**Task item**.
Are you able to retype all the records below exactly?

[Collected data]
━━━━━━━━━━━━━━━━━━━━

impl MeshConfig {
    /// Load configuration from file and environment variables
    pub fn load_from_file<P: AsRef<Path>>(config_path: P) -> Result<Self> {
        let mut config = Self::default();

        match std::fs::read_to_string(&config_path) {
            Ok(content) => match serde_yaml::from_str::<RootConfig>(&content) {
                Ok(root_config) => {
                    config.apply_root_config(root_config)?;
                    info!("Loaded configuration from {:?}", config_path.as_ref());
                }
                Err(e) => warn!(
                    "Failed to parse config file {:?}, using defaults: {}",
                    config_path.as_ref(),
                    e
                ),
            },
            Err(_) => warn!("Config file {:?} not found, using defaults", config_path.as_ref()),
        }

        config.apply_overrides(|key| std::env::var(key).ok())?;

        info!(
            "Final mesh configuration: unicast=0x{:04x} listen={} peers={} net_idx=0x{:03x} iv_index=0x{:08x}",
            config.unicast_addr,
            config.listen,
            config.peers.len(),
            config.net_idx,
            config.iv_index
        );

        Ok(config)
    }

    fn apply_root_config(&mut self, root_config: RootConfig) -> Result<()> {
        if let Some(mesh_service) = root_config.services.and_then(|s| s.mesh) {
            self.apply_service_config(mesh_service)?;
        }
        Ok(())
    }

    /// Apply the `args` list and the `services.mesh.*` config map
    fn apply_service_config(&mut self, service_config: ServiceConfig) -> Result<()> {
        for arg in service_config.args.unwrap_or_default() {
            if let Some(addr) = arg.strip_prefix("--unicast-addr=") {
                self.unicast_addr = parse_u16(addr)?;
            } else if let Some(listen) = arg.strip_prefix("--listen=") {
                self.listen = listen.parse()?;
            } else if let Some(peer) = arg.strip_prefix("--peer=") {
                self.peers.push(peer.parse()?);
            }
        }

        for (key, value) in service_config.config.unwrap_or_default() {
            let Some(name) = key.strip_prefix("services.mesh.") else {
                continue;
            };
            self.set(name, &value)?;
        }

        Ok(())
    }

    /// Set one field from its string form
    fn set(&mut self, name: &str, value: &str) -> Result<()> {
        match name {
            "unicast_addr" => self.unicast_addr = parse_u16(value)?,
            "element_count" => self.element_count = value.parse()?,
            "listen" => self.listen = value.parse()?,
            "peers" => self.peers = parse_list(value, |p| Ok(p.parse::<SocketAddr>()?))?,
            "net_idx" => self.net_idx = parse_u16(value)?,
            "net_key" => self.net_key = value.to_string(),
            "app_idx" => self.app_idx = parse_u16(value)?,
            "app_key" => self.app_key = value.to_string(),
            "dev_key" => self.dev_key = value.to_string(),
            "iv_index" => self.iv_index = parse_u32(value)?,
            "default_ttl" => self.default_ttl = value.parse()?,
            "relay" => self.relay = value.eq_ignore_ascii_case("true"),
            "storage_path" => self.storage_path = Some(PathBuf::from(value)),
            "beacon_interval" => self.beacon_interval = humantime::parse_duration(value)?,
            "subscribe" => self.subscribe = parse_list(value, parse_u16)?,
            "heartbeat_dst" => self.heartbeat_dst = parse_u16(value)?,
            "heartbeat_period" => self.heartbeat_period = humantime::parse_duration(value)?,
            "heartbeat_sub" => self.heartbeat_sub = parse_u16(value)?,
            "publish_dst" => self.publish_dst = parse_u16(value)?,
            "publish_period" => self.publish_period = humantime::parse_duration(value)?,
            "publish_payload" => self.publish_payload = value.to_string(),
            "relay_queue" => self.relay_queue = value.parse()?,
            _ => {
                // Ignore unknown configuration keys
            }
        }
        Ok(())
    }

    /// Apply `MESH_*` overrides looked up through `lookup`
    fn apply_overrides<F>(&mut self, lookup: F) -> Result<()>
    where
        F: Fn(&str) -> Option<String>,
    {
        if let Some(addr) = lookup("MESH_UNICAST_ADDR") {
            self.unicast_addr = parse_u16(&addr)?;
            info!("Unicast address overridden by environment: 0x{:04x}", self.unicast_addr);
        }

        if let Some(listen) = lookup("MESH_LISTEN") {
            self.listen = listen.parse()?;
            info!("Listen address overridden by environment: {}", self.listen);
        }

        if let Some(peers) = lookup("MESH_PEERS") {
            self.peers = parse_list(&peers, |p| Ok(p.parse::<SocketAddr>()?))?;
            info!("Peers overridden by environment: {:?}", self.peers);
        }

        if let Some(key) = lookup("MESH_NET_KEY") {
            self.net_key = key;
            info!("NetKey overridden by environment");
        }

        if let Some(iv_index) = lookup("MESH_IV_INDEX") {
            self.iv_index = parse_u32(&iv_index)?;
            info!("IV index overridden by environment: 0x{:08x}", self.iv_index);
        }

        Ok(())
    }

    /// Check addresses and keys
    pub fn validate(&self) -> Result<()> {
        if !address::is_unicast(self.unicast_addr) {
            bail!("0x{:04x} is not a unicast address", self.unicast_addr);
        }
        if self.element_count == 0
            || !address::is_unicast(self.unicast_addr.saturating_add(self.element_count - 1))
        {
            bail!("invalid element count {}", self.element_count);
        }
        if self.beacon_interval.is_zero()
            || self.heartbeat_period.is_zero()
            || self.publish_period.is_zero()
        {
            bail!("beacon, heartbeat and publish periods must be non-zero");
        }
        for group in &self.subscribe {
            if !address::is_group(*group) {
                bail!("0x{:04x} is not a group address", group);
            }
        }
        self.net_key()?;
        self.app_key()?;
        self.dev_key()?;
        self.publish_payload()?;
        Ok(())
    }

    /// Parsed NetKey
    pub fn net_key(&self) -> Result<Key> {
        parse_key(&self.net_key).map_err(|e| anyhow!("net_key: {}", e))
    }

    /// Parsed AppKey
    pub fn app_key(&self) -> Result<Key> {
        parse_key(&self.app_key).map_err(|e| anyhow!("app_key: {}", e))
    }

    /// Parsed device key
    pub fn dev_key(&self) -> Result<Key> {
        parse_key(&self.dev_key).map_err(|e| anyhow!("dev_key: {}", e))
    }

    /// Parsed publication payload
    pub fn publish_payload(&self) -> Result<Vec<u8>> {
        parse_hex(&self.publish_payload).map_err(|e| anyhow!("publish_payload: {}", e))
    }

    /// Settings backend
    pub fn storage_mode(&self) -> StorageMode {
        match &self.storage_path {
            Some(path) => StorageMode::File { path: path.clone() },
            None => StorageMode::InMemory,
        }
    }

    /// Network layer configuration
    pub fn net_config(&self) -> NetConfig {
        NetConfig {
            primary_addr: self.unicast_addr,
            element_count: self.element_count,
            default_ttl: self.default_ttl,
            features: RelayFeatures {
                relay: self.relay,
                ..Default::default()
            },
            iv: IvConfig::default(),
            ..Default::default()
        }
    }

    /// Transport configuration
    pub fn stack_config(&self) -> Result<StackConfig> {
        Ok(StackConfig {
            sar: self.sar,
            dev_key: self.dev_key()?,
            heartbeat_sub_dst: self.heartbeat_sub,
            ..Default::default()
        })
    }
}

━━━━━━━━━━━━━━━━━━━━

**Response area**.
impl MeshConfig {
    /// Load configuration from file and environment variables
    pub fn load_from_file<P: AsRef<Path>>(config_path: P) -> Result<Self> {
        let mut config = Self::default();

        match std::fs::read_to_string(&config_path) {
            Ok(content) => match serde_yaml::from_str::<RootConfig>(&content) {
                Ok(root_config) => {
                    config.apply_root_config(root_config)?;
                    info!("Loaded configuration from {:?}", config_path.as_ref());
                }
                Err(e) => warn!(
                    "Failed to parse config file {:?}, using defaults: {}",
                    config_path.as_ref(),
                    e
                ),
            },
            Err(_) => warn!("Config file {:?} not found, using defaults", config_path.as_ref()),
        }

        config.apply_overrides(|key| std::env::var(key).ok())?;

        info!(
            "Final mesh configuration: unicast=0x{:04x} listen={} peers={} net_idx=0x{:03x} iv_index=0x{:08x}",
            config.unicast_addr,
            config.listen,
            config.peers.len(),
            config.net_idx,
            config.iv_index
        );

        Ok(config)
    }

    fn apply_root_config(&mut self, root_config: RootConfig) -> Result<()> {
        if let Some(mesh_service) = root_config.services.and_then(|s| s.mesh) {
            self.apply_service_config(mesh_service)?;
        }
        Ok(())
    }

    /// Apply the `args` list and the `services.mesh.*` config map
    fn apply_service_config(&mut self, service_config: ServiceConfig) -> Result<()> {
        for arg in service_config.args.unwrap_or_default() {
            if let Some(addr) = arg.strip_prefix("--unicast-addr=") {
                self.unicast_addr = parse_u16(addr)?;
            } else if let Some(listen) = arg.strip_prefix("--listen=") {
                self.listen = listen.parse()?;
            } else if let Some(peer) = arg.strip_prefix("--peer=") {
                self.peers.push(peer.parse()?);
            }
        }

        for (key, value) in service_config.config.unwrap_or_default() {
            let Some(name) = key.strip_prefix("services.mesh.") else {
                continue;
            };
            self.set(name, &value)?;
        }

        Ok(())
    }

    /// Set one field from its string form
    fn set(&mut self, name: &str, value: &str) -> Result<()> {
        match name {
            "unicast_addr" => self.unicast_addr = parse_u16(value)?,
            "element_count" => self.element_count = value.parse()?,
            "listen" => self.listen = value.parse()?,
            "peers" => self.peers = parse_list(value, |p| Ok(p.parse::<SocketAddr>()?))?,
            "net_idx" => self.net_idx = parse_u16(value)?,
            "net_key" => self.net_key = value.to_string(),
            "app_idx" => self.app_idx = parse_u16(value)?,
            "app_key" => self.app_key = value.to_string(),
            "dev_key" => self.dev_key = value.to_string(),
            "iv_index" => self.iv_index = parse_u32(value)?,
            "default_ttl" => self.default_ttl = value.parse()?,
            "relay" => self.relay = value.eq_ignore_ascii_case("true"),
            "storage_path" => self.storage_path = Some(PathBuf::from(value)),
            "beacon_interval" => self.beacon_interval = humantime::parse_duration(value)?,
            "subscribe" => self.subscribe = parse_list(value, parse_u16)?,
            "heartbeat_dst" => self.heartbeat_dst = parse_u16(value)?,
            "heartbeat_period" => self.heartbeat_period = humantime::parse_duration(value)?,
            "heartbeat_sub" => self.heartbeat_sub = parse_u16(value)?,
            "publish_dst" => self.publish_dst = parse_u16(value)?,
            "publish_period" => self.publish_period = humantime::parse_duration(value)?,
            "publish_payload" => self.publish_payload = value.to_string(),
            "relay_queue" => self.relay_queue = value.parse()?,
            _ => {
                // Ignore unknown configuration keys
            }
        }
        Ok(())
    }

    /// Apply `MESH_*` overrides looked up through `lookup`
    fn apply_overrides<F>(&mut self, lookup: F) -> Result<()>
    where
        F: Fn(&str) -> Option<String>,
    {
        if let Some(addr) = lookup("MESH_UNICAST_ADDR") {
            self.unicast_addr = parse_u16(&addr)?;
            info!("Unicast address overridden by environment: 0x{:04x}", self.unicast_addr);
        }

        if let Some(listen) = lookup("MESH_LISTEN") {
            self.listen = listen.parse()?;
            info!("Listen address overridden by environment: {}", self.listen);
        }

        if let Some(peers) = lookup("MESH_PEERS") {
            self.peers = parse_list(&peers, |p| Ok(p.parse::<SocketAddr>()?))?;
            info!("Peers overridden by environment: {:?}", self.peers);
        }

        if let Some(key) = lookup("MESH_NET_KEY") {
            self.net_key = key;
            info!("NetKey overridden by environment");
        }

        if let Some(iv_index) = lookup("MESH_IV_INDEX") {
            self.iv_index = parse_u32(&iv_index)?;
            info!("IV index overridden by environment: 0x{:08x}", self.iv_index);
        }

        Ok(())
    }

    /// Check addresses and keys
    pub fn validate(&self) -> Result<()> {
        if !address::is_unicast(self.unicast_addr) {
            bail!("0x{:04x} is not a unicast address", self.unicast_addr);
        }
        if self.element_count == 0
            || !address::is_unicast(self.unicast_addr.saturating_add(self.element_count - 1))
        {
            bail!("invalid element count {}", self.element_count);
        }
        if self.beacon_interval.is_zero()
            || self.heartbeat_period.is_zero()
            || self.publish_period.is_zero()
        {
            bail!("beacon, heartbeat and publish periods must be non-zero");
        }
        for group in &self.subscribe {
            if !address::is_group(*group) {
                bail!("0x{:04x} is not a group address", group);
            }
        }
        self.net_key()?;
        self.app_key()?;
        self.dev_key()?;
        self.publish_payload()?;
        Ok(())
    }

    /// Parsed NetKey
    pub fn net_key(&self) -> Result<Key> {
        parse_key(&self.net_key).map_err(|e| anyhow!("net_key: {}", e))
    }

    /// Parsed AppKey
    pub fn app_key(&self) -> Result<Key> {
        parse_key(&self.app_key).map_err(|e| anyhow!("app_key: {}", e))
    }

    /// Parsed device key
    pub fn dev_key(&self) -> Result<Key> {
        parse_key(&self.dev_key).map_err(|e| anyhow!("dev_key: {}", e))
    }

    /// Parsed publication payload
    pub fn publish_payload(&self) -> Result<Vec<u8>> {
        parse_hex(&self.publish_payload).map_err(|e| anyhow!("publish_payload: {}", e))
    }

    /// Settings backend
    pub fn storage_mode(&self) -> StorageMode {
        match &self.storage_path {
            Some(path) => StorageMode::File { path: path.clone() },
            None => StorageMode::InMemory,
        }
    }

    /// Network layer configuration
    pub fn net_config(&self) -> NetConfig {
        NetConfig {
            primary_addr: self.unicast_addr,
            element_count: self.element_count,
            default_ttl: self.default_ttl,
            features: RelayFeatures {
                relay: self.relay,
                ..Default::default()
            },
            iv: IvConfig::default(),
            ..Default::default()
        }
    }

    /// Transport configuration
    pub fn stack_config(&self) -> Result<StackConfig> {
        Ok(StackConfig {
            sar: self.sar,
            dev_key: self.dev_key()?,
            heartbeat_sub_dst: self.heartbeat_sub,
            ..Default::default()
        })
    }
}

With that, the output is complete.